Eye For Film >> Movies >> The Breadwinner (2017) Film Review
The Breadwinner
Reviewed by: Jennie Kermode
History is full of the stories of girls who disguised themselves as boys in order to provide for their families or seek out opportunities they would otherwise have been denied in life. Some managed to keep their secrets throughout their lives. What happened to those who were caught generally doesn't bear thinking about. In modern times, this phenomenon was most prolific under Taliban rule in Afghanistan. Produced by Angelina Jolie, who has campaigned internationally for the rights of girls like these, The Breadwinner tells the story of one but speaks to the stories of many.
Our heroine is Parvana (voiced by Saara Chaudry), daughter of a teacher and a writer who, when the story begins, are already in desperate straits, forced to sell their last few possessions to survive. Things get much worse when her father is imprisoned by the capricious regime. Without a male relative to escort them, the women risk beating, imprisonment and worse even for going outside to fetch water, let alone for going down to the marketplace. Parvana must cut off her hair and dress in her dead brother's clothes in order to save them from starvation. But doing so gives her a taste of a very different life, and it's a life she likes. It also inspires her to seek out ways of rescuing her father.
Simply yet evocatively animated, The Breadwinner is full of small observations about the different ways men and women are treated in public spaces, many of which apply far beyond Afghan society. Parvana is surprised when she's jostled in the street and when a shopkeeper teases her; surprised also at the greater willingness of men to listen and do business with her. She loves her new freedom of movement and is reassured when she discovers that she's not the only girl living this way. But she also lives in constant fear of discovery.
Perhaps the most important freedom Parvana discovers is a new freedom of the imagination. Her changing world opens her eyes to possibility, making her resist later proffered solutions that could help the family but would further restrict her life. The film is heavily focused on the power of imagination and the importance of storytelling, both as a means of preserving identity and as a means of finding hope and pleasure in life in desperate times. Parvana's interactions with a man whose only connection to a lost loved one is a letter he can't read drives home this point, and positions literacy and the transmission of ideas at the heart of civilisation.

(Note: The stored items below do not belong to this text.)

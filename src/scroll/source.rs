use crate::foundation::core::Progress;
use crate::scroll::region::{ElementLayout, ScrollOffsets, TrackedRegion};

/// Observes one tracked region and reports its progress for the current scroll offset.
///
/// Progress is recomputed from scratch on every sample, so repeated sampling never
/// accumulates error.
#[derive(Clone, Debug)]
pub struct ProgressSource {
    region: TrackedRegion,
    offsets: ScrollOffsets,
    scroll: f64,
}

impl ProgressSource {
    /// Source over a fixed region.
    pub fn new(region: TrackedRegion) -> Self {
        Self {
            region,
            offsets: ScrollOffsets::default(),
            scroll: region.start,
        }
    }

    /// Source whose region follows the element layout through `offsets`.
    pub fn from_layout(layout: ElementLayout, offsets: ScrollOffsets) -> Self {
        let region = TrackedRegion::from_layout(layout, offsets);
        Self {
            region,
            offsets,
            scroll: region.start,
        }
    }

    /// Offsets used to rederive the region on a layout change.
    pub fn offsets(&self) -> ScrollOffsets {
        self.offsets
    }

    /// Change the offsets applied on the next [`set_layout`](Self::set_layout). The current
    /// region is kept.
    pub fn set_offsets(&mut self, offsets: ScrollOffsets) {
        self.offsets = offsets;
    }

    /// Current region.
    pub fn region(&self) -> TrackedRegion {
        self.region
    }

    /// Last observed scroll offset.
    pub fn scroll(&self) -> f64 {
        self.scroll
    }

    /// Record a new scroll offset. Non-finite offsets are ignored.
    pub fn set_scroll(&mut self, scroll: f64) {
        if scroll.is_finite() {
            self.scroll = scroll;
        }
    }

    /// Recompute the region after a layout change.
    pub fn set_layout(&mut self, layout: ElementLayout) {
        self.region = TrackedRegion::from_layout(layout, self.offsets);
    }

    /// Replace the region outright.
    pub fn set_region(&mut self, region: TrackedRegion) {
        self.region = region;
    }

    /// Progress for the current scroll offset and region.
    pub fn sample(&self) -> Progress {
        self.region.progress(self.scroll)
    }
}

#[cfg(test)]
#[path = "../../tests/unit/scroll/source.rs"]
mod tests;
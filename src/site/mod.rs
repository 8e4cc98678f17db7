pub mod cursor;
pub mod nav;
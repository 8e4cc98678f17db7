use super::*;

fn study(title: &str) -> CaseStudy {
    CaseStudy {
        title: title.to_owned(),
        category: "c".to_owned(),
        hero_image: "/x.jpg".to_owned(),
        overview: String::new(),
        problem: String::new(),
        solution: String::new(),
        features: vec!["f".to_owned()],
        tech_stack: vec!["Rust".to_owned()],
    }
}

#[test]
fn builtin_table_keeps_file_order() {
    let t = ContentTable::builtin().unwrap();
    let ids: Vec<_> = t.ids().collect();
    assert_eq!(ids, ["project-management-tool", "tech-fest-website", "siem-tool"]);
}

#[test]
fn siem_tool_is_cybersecurity() {
    let t = ContentTable::builtin().unwrap();
    let s = t.lookup("siem-tool").unwrap();
    assert_eq!(s.category, "Cybersecurity");
    assert_eq!(s.tech_stack, ["Python", "Elasticsearch", "Kibana", "RabbitMQ"]);
}

#[test]
fn unknown_id_renders_fallback() {
    let t = ContentTable::builtin().unwrap();
    assert!(t.lookup("nope").is_none());
    let page = t.page(Some("nope"));
    assert_eq!(page, ProjectPage::NotFound);
    assert_eq!(page.headline(), NOT_FOUND_MESSAGE);
    assert_eq!(t.page(None), ProjectPage::NotFound);
}

#[test]
fn next_project_cycles_over_key_order() {
    let t = ContentTable::builtin().unwrap();
    assert_eq!(t.next_id("project-management-tool"), Some("tech-fest-website"));
    assert_eq!(t.next_id("siem-tool"), Some("project-management-tool"));
    assert_eq!(t.next_id("unknown"), Some("project-management-tool"));
}

#[test]
fn found_page_links_back_and_forward() {
    let t = ContentTable::builtin().unwrap();
    let page = t.page(Some("tech-fest-website"));
    let ProjectPage::Found { id, study, next } = page else {
        panic!("expected a found page");
    };
    assert_eq!(id, "tech-fest-website");
    assert_eq!(study.title, "TechnoVerse 2024");
    assert_eq!(next.id, "siem-tool");
    assert_eq!(next.target().href(), "/project/siem-tool");
    assert_eq!(page.back_target().href(), "/#projects");
}

#[test]
fn single_entry_table_is_its_own_next() {
    let t = ContentTable::from_entries(vec![("only".to_owned(), study("Only"))]).unwrap();
    assert_eq!(t.next_id("only"), Some("only"));
}

#[test]
fn empty_table_has_no_next() {
    let t = ContentTable::from_entries(Vec::new()).unwrap();
    assert!(t.is_empty());
    assert_eq!(t.next_id("x"), None);
    assert_eq!(t.page(Some("x")), ProjectPage::NotFound);
}

#[test]
fn duplicate_or_blank_ids_are_rejected() {
    let dup = vec![("a".to_owned(), study("A")), ("a".to_owned(), study("B"))];
    assert!(ContentTable::from_entries(dup).is_err());
    assert!(ContentTable::from_entries(vec![(" ".to_owned(), study("A"))]).is_err());
}

#[test]
fn json_round_trips_through_reader() {
    let t = ContentTable::builtin().unwrap();
    let json = t.to_json_pretty().unwrap();
    assert!(json.contains("\"heroImage\""));
    assert!(json.contains("\"techStack\""));
    let back = ContentTable::from_reader(json.as_bytes()).unwrap();
    assert_eq!(back, t);
}

#[test]
fn malformed_json_keeps_the_parser_error() {
    let err = ContentTable::from_reader(&b"[{\"id\": \"x\"}]"[..]).unwrap_err();
    assert!(matches!(err, FolioError::Json { what: "case study", .. }));
    let source = std::error::Error::source(&err)
        .and_then(|s| s.downcast_ref::<serde_json::Error>())
        .expect("serde_json source");
    assert!(source.is_data(), "{source}");
}

#[test]
fn missing_file_is_an_io_error_with_its_path() {
    let path = std::env::temp_dir().join("folio-motion-no-such-case-studies.json");
    let err = ContentTable::from_path(&path).unwrap_err();
    match &err {
        FolioError::Io { path: p, source } => {
            assert_eq!(p, &path);
            assert_eq!(source.kind(), std::io::ErrorKind::NotFound);
        }
        other => panic!("expected an io error, got {other:?}"),
    }
}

Intelligent, humane and multi-layered, The Breadwinner is a much more substantial film than its central heroic narrative might suggest. It's a fitting tribute to the courage of the girls who saved countless lives but it also speaks to the depth an richness of Afghan culture, ensuring that foreign viewers cannot write off its characters as the primitives frequently depicted in propaganda about the region. More than just a cypher, Parvana is an emotionally complex heroine whom children and teenagers will find easy to identify with. The result is a moving film with lasting value.